PS C:\> fsutil fsinfo ntfsinfo p: NTFS Volume Serial Number : 0x5840d42e40d4151a NTFS Version : 3.1 LFS Version : 2.0 Number Sectors : 0x000000007ffbefff Total Clusters : 0x0000000000fff7df Free Clusters : 0x0000000000459424 Total Reserved : 0x0000000000000000 Bytes Per Sector : 512 Bytes Per Physical Sector : 512 Bytes Per Cluster : 65536 Bytes Per FileRecord Segment : 1024 Clusters Per FileRecord Segment : 0 Mft Valid Data Length : 0x000000000e840000 Mft Start Lcn : 0x000000000000c000 Mft2 Start Lcn : 0x0000000000000001 Mft Zone Start : 0x0000000000cf4180 Mft Zone End : 0x0000000000cf4c80 Resource Manager Identifier : 0C567257-18F9-11E5-80CE-00155DAEB03C
I will use the DiskPart utility to list all of the volumes attached to this server, then I will select a volume and use the ‘filesystems’ command to display the required information. As mentioned the value is now described as ‘Allocation Unit Size’.

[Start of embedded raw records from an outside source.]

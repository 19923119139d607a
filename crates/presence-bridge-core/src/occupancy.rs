//! Max occupancy count shared by all clients.

use tokio::sync::{Mutex, MutexGuard};

/// Max count used when nothing else is configured.
pub const DEFAULT_MAX_COUNT: u32 = 5;

/// Outcome of applying a new max count.
#[derive(Debug, Clone, Copy, PartialEq, Eq)]
pub struct MaxUpdate {
    /// Max count before the update.
    pub previous: u32,
    /// Max count after the update.
    pub current: u32,
}

impl MaxUpdate {
    /// Signed difference between the new and the old max.
    #[must_use]
    pub fn delta(&self) -> i64 {
        i64::from(self.current) - i64::from(self.previous)
    }

    /// Number of extra entries to let through, only when the max grew.
    #[must_use]
    pub fn door_openings(&self) -> Option<u32> {
        self.current
            .checked_sub(self.previous)
            .filter(|&added| added > 0)
    }
}

/// The process-wide max occupancy count.
///
/// Not persisted: a fresh state starts from the configured initial value.
#[derive(Debug)]
pub struct OccupancyState {
    max_count: Mutex<u32>,
}

impl Default for OccupancyState {
    fn default() -> Self {
        Self::new(DEFAULT_MAX_COUNT)
    }
}

impl OccupancyState {
    /// Create a new state with the given initial max count.
    #[must_use]
    pub fn new(initial: u32) -> Self {
        Self {
            max_count: Mutex::new(initial),
        }
    }

    /// Current max count.
    pub async fn current(&self) -> u32 {
        *self.max_count.lock().await
    }

    /// Take exclusive access to the count.
    ///
    /// Hold the guard for as long as the read-modify-write and anything that
    /// depends on its result must appear atomic to other clients.
    pub async fn lock(&self) -> OccupancyGuard<'_> {
        OccupancyGuard {
            max_count: self.max_count.lock().await,
        }
    }
}

/// Exclusive handle on the max count.
pub struct OccupancyGuard<'a> {
    max_count: MutexGuard<'a, u32>,
}

impl OccupancyGuard<'_> {
    /// Current max count.
    #[must_use]
    pub fn current(&self) -> u32 {
        *self.max_count
    }

    /// Replace the max count, even when it is unchanged.
    pub fn apply(&mut self, new_max: u32) -> MaxUpdate {
        let previous = std::mem::replace(&mut *self.max_count, new_max);
        MaxUpdate {
            previous,
            current: new_max,
        }
    }
}

#[cfg(test)]
mod tests {
    use std::sync::Arc;

    use super::*;

    #[test]
    fn test_door_openings_only_on_increase() {
        let grow = MaxUpdate { previous: 5, current: 8 };
        assert_eq!(grow.delta(), 3);
        assert_eq!(grow.door_openings(), Some(3));

        let same = MaxUpdate { previous: 8, current: 8 };
        assert_eq!(same.delta(), 0);
        assert_eq!(same.door_openings(), None);

        let shrink = MaxUpdate { previous: 8, current: 5 };
        assert_eq!(shrink.delta(), -3);
        assert_eq!(shrink.door_openings(), None);
    }

    #[tokio::test]
    async fn test_default_and_apply() {
        let state = OccupancyState::default();
        assert_eq!(state.current().await, DEFAULT_MAX_COUNT);

        let update = state.lock().await.apply(9);
        assert_eq!(update, MaxUpdate { previous: 5, current: 9 });
        assert_eq!(state.current().await, 9);
    }

    #[tokio::test(flavor = "multi_thread", worker_threads = 4)]
    async fn test_concurrent_updates_see_consistent_deltas() {
        let state = Arc::new(OccupancyState::new(1));

        let handles: Vec<_> = (2..=50u32)
            .map(|n| {
                let state = Arc::clone(&state);
                tokio::spawn(async move { state.lock().await.apply(n) })
            })
            .collect();

        let mut updates = Vec::new();
        for handle in handles {
            updates.push(handle.await.unwrap());
        }

        // Every update must chain off another update's result (or the initial
        // value), so no value is ever observed as `previous` twice.
        let mut previous: Vec<u32> = updates.iter().map(|u| u.previous).collect();
        previous.sort_unstable();
        previous.dedup();
        assert_eq!(previous.len(), updates.len());

        let last = state.current().await;
        assert!(updates.iter().any(|u| u.current == last));
    }
}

DISKPART> list vol Volume ### Ltr Label Fs Type Size Status Info ---------- --- ----------- ----- ---------- ------- --------- -------- Volume 0 C NTFS Partition 59 GB Healthy Boot Volume 1 Recovery NTFS Partition 300 MB Healthy Hidden Volume 2 FAT32 Partition 99 MB Healthy System Volume 3 P bsa_sqlsp_d NTFS Partition 1023 GB Healthy Volume 4 Q bsa_sqlsp_l NTFS Partition 199 GB Healthy Volume 5 F bsa_sqlinfr NTFS Partition 499 GB Healthy Volume 6 G bsa_sqlinfr NTFS Partition 199 GB Healthy DISKPART> select vol 3 Volume 3 is the selected volume. DISKPART> filesystems Current File System Type : NTFS Allocation Unit Size : 64K Flags : 00000000 File Systems Supported for Formatting Type : NTFS (Default) Allocation Unit Sizes: 512, 1024, 2048, 4096, 8192, 16K, 32K, 64K (Default) Type : REFS Allocation Unit Sizes: 64K (Default) DISKPART>
As you can see Microsoft lack consistency in describing this attribute which is rather frustrating but such is the way of the IT world. It’s always important to check that you are formatting storage with the correct block size to avoid split IO and misalignment issues. I have seen some vendors (especially all flash array sellers) telling administrators not to worry because their system is ‘so fast’ any overhead or inefficiencies caused can be compensated for by the systems speed. Personally I hate this notion and fully believe everything should be optimised and deployed according to best practices to get the most out of the system.